*** Opening of EXERCISE MATERIALS ***

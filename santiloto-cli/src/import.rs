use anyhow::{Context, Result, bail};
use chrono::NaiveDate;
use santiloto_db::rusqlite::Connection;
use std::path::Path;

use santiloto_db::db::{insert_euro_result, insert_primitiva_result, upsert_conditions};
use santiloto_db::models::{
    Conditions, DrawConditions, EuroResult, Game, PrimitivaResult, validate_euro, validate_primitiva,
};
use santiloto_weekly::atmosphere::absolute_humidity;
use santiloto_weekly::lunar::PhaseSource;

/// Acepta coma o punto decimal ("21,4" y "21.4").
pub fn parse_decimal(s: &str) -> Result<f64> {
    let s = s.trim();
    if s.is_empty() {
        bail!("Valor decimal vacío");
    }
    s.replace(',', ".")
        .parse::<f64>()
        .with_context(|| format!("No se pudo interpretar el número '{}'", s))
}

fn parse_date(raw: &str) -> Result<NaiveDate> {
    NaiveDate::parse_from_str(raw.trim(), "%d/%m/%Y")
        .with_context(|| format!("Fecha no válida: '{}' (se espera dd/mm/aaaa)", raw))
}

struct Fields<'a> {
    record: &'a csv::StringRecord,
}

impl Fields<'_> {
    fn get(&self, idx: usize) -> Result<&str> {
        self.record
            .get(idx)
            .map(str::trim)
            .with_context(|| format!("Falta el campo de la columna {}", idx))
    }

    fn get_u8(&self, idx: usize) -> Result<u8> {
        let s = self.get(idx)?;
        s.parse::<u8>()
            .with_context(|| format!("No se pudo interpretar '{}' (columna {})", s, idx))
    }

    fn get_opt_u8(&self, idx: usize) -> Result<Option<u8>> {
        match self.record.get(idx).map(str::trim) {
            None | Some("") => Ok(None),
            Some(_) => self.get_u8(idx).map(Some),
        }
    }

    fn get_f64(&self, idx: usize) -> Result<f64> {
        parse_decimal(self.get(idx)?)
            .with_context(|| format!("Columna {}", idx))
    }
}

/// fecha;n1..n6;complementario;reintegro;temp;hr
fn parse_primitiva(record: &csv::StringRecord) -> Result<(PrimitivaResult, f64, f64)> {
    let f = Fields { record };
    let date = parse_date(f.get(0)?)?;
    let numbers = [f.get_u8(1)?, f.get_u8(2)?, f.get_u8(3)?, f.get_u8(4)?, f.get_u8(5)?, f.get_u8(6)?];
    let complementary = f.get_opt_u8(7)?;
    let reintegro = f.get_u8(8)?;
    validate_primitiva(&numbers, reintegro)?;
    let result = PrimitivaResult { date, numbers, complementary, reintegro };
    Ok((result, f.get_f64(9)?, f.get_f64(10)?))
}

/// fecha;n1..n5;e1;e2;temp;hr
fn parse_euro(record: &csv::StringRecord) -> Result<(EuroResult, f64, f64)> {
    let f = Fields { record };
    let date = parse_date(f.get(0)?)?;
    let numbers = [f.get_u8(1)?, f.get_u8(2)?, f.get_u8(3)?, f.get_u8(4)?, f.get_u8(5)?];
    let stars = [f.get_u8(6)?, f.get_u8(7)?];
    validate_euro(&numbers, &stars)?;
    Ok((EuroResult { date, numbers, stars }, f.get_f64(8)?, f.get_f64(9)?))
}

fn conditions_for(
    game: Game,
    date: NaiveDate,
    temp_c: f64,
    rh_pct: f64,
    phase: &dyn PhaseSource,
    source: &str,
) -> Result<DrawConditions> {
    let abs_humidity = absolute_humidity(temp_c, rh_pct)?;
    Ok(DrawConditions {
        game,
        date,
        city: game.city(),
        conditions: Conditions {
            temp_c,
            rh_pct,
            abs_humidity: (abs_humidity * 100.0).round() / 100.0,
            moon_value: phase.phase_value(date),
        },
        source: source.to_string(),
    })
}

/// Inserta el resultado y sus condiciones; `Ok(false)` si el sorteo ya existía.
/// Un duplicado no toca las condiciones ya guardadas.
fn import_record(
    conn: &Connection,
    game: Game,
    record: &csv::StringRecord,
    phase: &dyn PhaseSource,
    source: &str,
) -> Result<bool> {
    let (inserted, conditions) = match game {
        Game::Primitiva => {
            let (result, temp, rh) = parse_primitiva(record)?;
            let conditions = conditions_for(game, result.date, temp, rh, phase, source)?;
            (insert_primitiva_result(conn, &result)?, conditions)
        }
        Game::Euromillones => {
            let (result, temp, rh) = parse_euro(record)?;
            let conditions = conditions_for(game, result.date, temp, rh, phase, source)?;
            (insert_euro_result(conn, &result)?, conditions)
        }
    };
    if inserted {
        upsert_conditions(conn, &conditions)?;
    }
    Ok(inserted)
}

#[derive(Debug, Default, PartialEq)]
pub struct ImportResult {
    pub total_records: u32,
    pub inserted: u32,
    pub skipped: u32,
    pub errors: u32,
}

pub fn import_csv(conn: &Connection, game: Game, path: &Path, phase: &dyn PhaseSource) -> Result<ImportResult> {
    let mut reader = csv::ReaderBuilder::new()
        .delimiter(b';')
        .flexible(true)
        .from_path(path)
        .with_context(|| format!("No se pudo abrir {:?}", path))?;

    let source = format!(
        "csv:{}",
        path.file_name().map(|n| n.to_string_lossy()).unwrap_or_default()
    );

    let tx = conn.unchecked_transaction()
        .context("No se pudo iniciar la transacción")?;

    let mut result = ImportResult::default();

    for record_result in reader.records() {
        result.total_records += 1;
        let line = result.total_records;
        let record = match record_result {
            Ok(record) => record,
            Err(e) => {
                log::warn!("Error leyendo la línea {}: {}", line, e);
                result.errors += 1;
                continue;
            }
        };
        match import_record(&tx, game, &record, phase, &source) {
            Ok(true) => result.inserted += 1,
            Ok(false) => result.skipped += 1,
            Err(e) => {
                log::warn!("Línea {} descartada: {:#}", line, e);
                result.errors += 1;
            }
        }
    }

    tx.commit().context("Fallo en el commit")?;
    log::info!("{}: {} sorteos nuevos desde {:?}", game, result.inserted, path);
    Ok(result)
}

*** Close of EXERCISE MATERIALS ***
*** Opening of EXERCISE MATERIALS ***

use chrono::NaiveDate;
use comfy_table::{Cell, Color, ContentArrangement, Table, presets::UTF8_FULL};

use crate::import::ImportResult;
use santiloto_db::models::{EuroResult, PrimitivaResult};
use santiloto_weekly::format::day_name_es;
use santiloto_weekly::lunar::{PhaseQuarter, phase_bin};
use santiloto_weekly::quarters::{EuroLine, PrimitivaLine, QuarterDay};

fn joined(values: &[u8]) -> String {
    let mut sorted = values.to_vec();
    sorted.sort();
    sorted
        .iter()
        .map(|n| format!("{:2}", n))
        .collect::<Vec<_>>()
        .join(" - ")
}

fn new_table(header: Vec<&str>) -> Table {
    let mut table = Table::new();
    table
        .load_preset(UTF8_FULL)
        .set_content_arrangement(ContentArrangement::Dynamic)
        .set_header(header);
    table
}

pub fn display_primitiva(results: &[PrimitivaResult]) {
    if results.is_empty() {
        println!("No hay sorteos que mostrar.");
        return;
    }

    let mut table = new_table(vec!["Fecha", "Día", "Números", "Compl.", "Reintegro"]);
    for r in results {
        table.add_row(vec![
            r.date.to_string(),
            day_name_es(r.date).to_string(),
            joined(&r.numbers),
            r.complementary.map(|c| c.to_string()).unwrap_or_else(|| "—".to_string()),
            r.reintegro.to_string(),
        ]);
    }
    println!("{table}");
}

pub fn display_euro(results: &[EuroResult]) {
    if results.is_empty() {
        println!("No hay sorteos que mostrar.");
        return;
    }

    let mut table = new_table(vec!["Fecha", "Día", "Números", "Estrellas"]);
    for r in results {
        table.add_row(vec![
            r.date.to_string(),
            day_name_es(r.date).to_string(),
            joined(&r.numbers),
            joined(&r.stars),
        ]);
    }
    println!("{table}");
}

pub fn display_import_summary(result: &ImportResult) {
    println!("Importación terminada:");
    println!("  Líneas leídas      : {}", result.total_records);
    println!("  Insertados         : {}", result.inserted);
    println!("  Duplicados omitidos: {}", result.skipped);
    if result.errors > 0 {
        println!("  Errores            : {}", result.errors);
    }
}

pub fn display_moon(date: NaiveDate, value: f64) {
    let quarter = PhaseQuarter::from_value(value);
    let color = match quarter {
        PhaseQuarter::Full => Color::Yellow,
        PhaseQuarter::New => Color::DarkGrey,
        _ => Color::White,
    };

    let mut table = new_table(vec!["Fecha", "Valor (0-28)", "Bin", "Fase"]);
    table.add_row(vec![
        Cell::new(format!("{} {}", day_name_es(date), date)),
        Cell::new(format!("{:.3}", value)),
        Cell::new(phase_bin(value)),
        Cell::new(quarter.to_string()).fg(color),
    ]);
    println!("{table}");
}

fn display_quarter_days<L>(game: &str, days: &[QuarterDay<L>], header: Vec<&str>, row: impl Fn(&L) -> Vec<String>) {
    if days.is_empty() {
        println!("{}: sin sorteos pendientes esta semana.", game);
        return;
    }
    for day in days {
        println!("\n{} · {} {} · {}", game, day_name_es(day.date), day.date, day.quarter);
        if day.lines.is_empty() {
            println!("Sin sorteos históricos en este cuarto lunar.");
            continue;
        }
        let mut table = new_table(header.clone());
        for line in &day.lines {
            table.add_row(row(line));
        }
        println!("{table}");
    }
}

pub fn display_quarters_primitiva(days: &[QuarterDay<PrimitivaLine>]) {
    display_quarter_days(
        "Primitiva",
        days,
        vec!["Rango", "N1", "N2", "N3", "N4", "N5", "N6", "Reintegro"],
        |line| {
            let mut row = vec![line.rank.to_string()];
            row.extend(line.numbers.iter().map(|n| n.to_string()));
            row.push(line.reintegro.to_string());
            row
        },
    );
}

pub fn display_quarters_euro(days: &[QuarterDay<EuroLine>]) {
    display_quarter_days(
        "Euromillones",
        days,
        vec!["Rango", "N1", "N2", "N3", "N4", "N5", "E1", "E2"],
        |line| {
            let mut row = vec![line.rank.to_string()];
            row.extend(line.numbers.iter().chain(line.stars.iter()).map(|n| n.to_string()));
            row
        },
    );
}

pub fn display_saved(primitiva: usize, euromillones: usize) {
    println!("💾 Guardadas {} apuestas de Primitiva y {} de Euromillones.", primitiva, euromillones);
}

*** Close of EXERCISE MATERIALS ***

### PROBLEM REQUIREMENTS
Look through the records for the word "false". Every line that has it should be copied.

### EXPECTED ANSWER
/// Inserta el resultado y sus condiciones; `Ok(false)` si el sorteo ya existía.
            Ok(false) => result.skipped += 1,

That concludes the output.